COVID-19 has infected more than 14 million people and has caused more than 600,000 deaths, according to the World Health Organization. Severe respiratory and pulmonary disorders associated with the virus are well documented. According to a press release, recent research has found cardiovascular-neurological dysfunction in COVID-19 patients, which includes large artery ischemic strokes originating in one of the brain’s larger blood-supplying arteries, such as the carotid artery.
Researchers from Texas Tech University Health Sciences Center (TTUHSC) found that smokers or users of tobacco and vaping products are more vulnerable to bacterial and viral infections than non-smokers. COVID-19 attacks the respiratory and vascular systems, which can worsen outcomes for patients who smoke or vape.
According to the press release, the human body has 13 blood coagulation factors that can increase due to hypoxia. This is when the body is deprived of sufficient oxygen at the tissue level, which occurs with smoking. Researchers found that COVID-19 seems to raise some blood procoagulant, most notably the von Willebrand factor.
There is an increasing amount of evidence that COVID-19 effects the neurological system, according to the press release. Researchers point to a study of 214 COVID-19 patients in which 36.45% had neuroglial symptoms to further prove that the virus is able to affect the neurological system. Since COVID-19 and smoking or vaping both increase blood coagulation factors that may eventually affect the cerebral vascular system, there may be a higher risk of stroke for COVID-19 patients who smoke, according to the researchers.

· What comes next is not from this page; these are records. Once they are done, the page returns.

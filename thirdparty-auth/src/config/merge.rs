//! Merging static provider configuration with tenant configuration from the core.

use log::debug;

use super::types::{overwrite_if_set, ProviderConfig};
use crate::oauth::ProviderInput;

/// Overlay the core's tenant configuration on the static provider inputs.
///
/// With no core configs the static inputs are returned verbatim. Otherwise the
/// core list is the tenant's whole provider set: each core config is merged
/// with the static input of the same `third_party_id` (see [`merge_config`])
/// and keeps that input's `override_layer`. Static providers the core does not
/// list are not available to the tenant.
pub fn merge_static_and_core(
    static_inputs: &[ProviderInput],
    core_configs: &[ProviderConfig],
) -> Vec<ProviderInput> {
    if core_configs.is_empty() {
        return static_inputs.to_vec();
    }

    core_configs
        .iter()
        .map(|core| {
            match static_inputs
                .iter()
                .find(|input| input.config.third_party_id == core.third_party_id)
            {
                Some(input) => ProviderInput {
                    config: merge_config(&input.config, core),
                    override_layer: input.override_layer.clone(),
                },
                None => {
                    debug!("Adding core-only provider {}", core.third_party_id);
                    ProviderInput::new(core.clone())
                }
            }
        })
        .collect()
}

/// Merge one static config with the core's config for the same provider.
///
/// Every non-empty scalar or map on the core config replaces the static value.
/// Clients are matched by `client_type`: a core client replaces the matching
/// static client in place, and a core client with no static counterpart is
/// not added. Function-valued hooks always come from the static config.
pub fn merge_config(static_config: &ProviderConfig, core: &ProviderConfig) -> ProviderConfig {
    let mut merged = static_config.clone();

    overwrite_if_set(&mut merged.name, &core.name);
    overwrite_if_set(&mut merged.authorization_endpoint, &core.authorization_endpoint);
    overwrite_if_set(&mut merged.token_endpoint, &core.token_endpoint);
    overwrite_if_set(&mut merged.user_info_endpoint, &core.user_info_endpoint);
    overwrite_if_set(&mut merged.jwks_uri, &core.jwks_uri);
    overwrite_if_set(&mut merged.oidc_discovery_endpoint, &core.oidc_discovery_endpoint);

    if !core.authorization_endpoint_query_params.is_empty() {
        merged.authorization_endpoint_query_params =
            core.authorization_endpoint_query_params.clone();
    }
    if !core.token_endpoint_body_params.is_empty() {
        merged.token_endpoint_body_params = core.token_endpoint_body_params.clone();
    }
    if !core.user_info_endpoint_query_params.is_empty() {
        merged.user_info_endpoint_query_params = core.user_info_endpoint_query_params.clone();
    }
    if !core.user_info_endpoint_headers.is_empty() {
        merged.user_info_endpoint_headers = core.user_info_endpoint_headers.clone();
    }

    merged
        .user_info_map
        .from_id_token_payload
        .overwrite_with(&core.user_info_map.from_id_token_payload);
    merged
        .user_info_map
        .from_user_info_api
        .overwrite_with(&core.user_info_map.from_user_info_api);

    if core.require_email.is_some() {
        merged.require_email = core.require_email;
    }

    for core_client in &core.clients {
        match merged
            .clients
            .iter_mut()
            .find(|client| client.client_type == core_client.client_type)
        {
            Some(slot) => *slot = core_client.clone(),
            // TODO: decide with the core team whether core-only client types
            // should be appended; today they are ignored.
            None => debug!(
                "Ignoring core client type '{}' for {}: no static counterpart",
                core_client.client_type, core.third_party_id
            ),
        }
    }

    merged
}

"When the coagulant factor will be increased in our body, there will be a higher chance of clot formation…Ultimately, it will be responsible for several vascular dysfunctions, for example, hemorrhagic or ischemic stroke,” Sabrina Rahman Archie, TTUHSC graduate research assistant, said in the press release.
More research is needed on how COVID-19 affects people who smoke, according to the press release. The study authors said the virus is too new to know for certain and hope to conduct more research later this year.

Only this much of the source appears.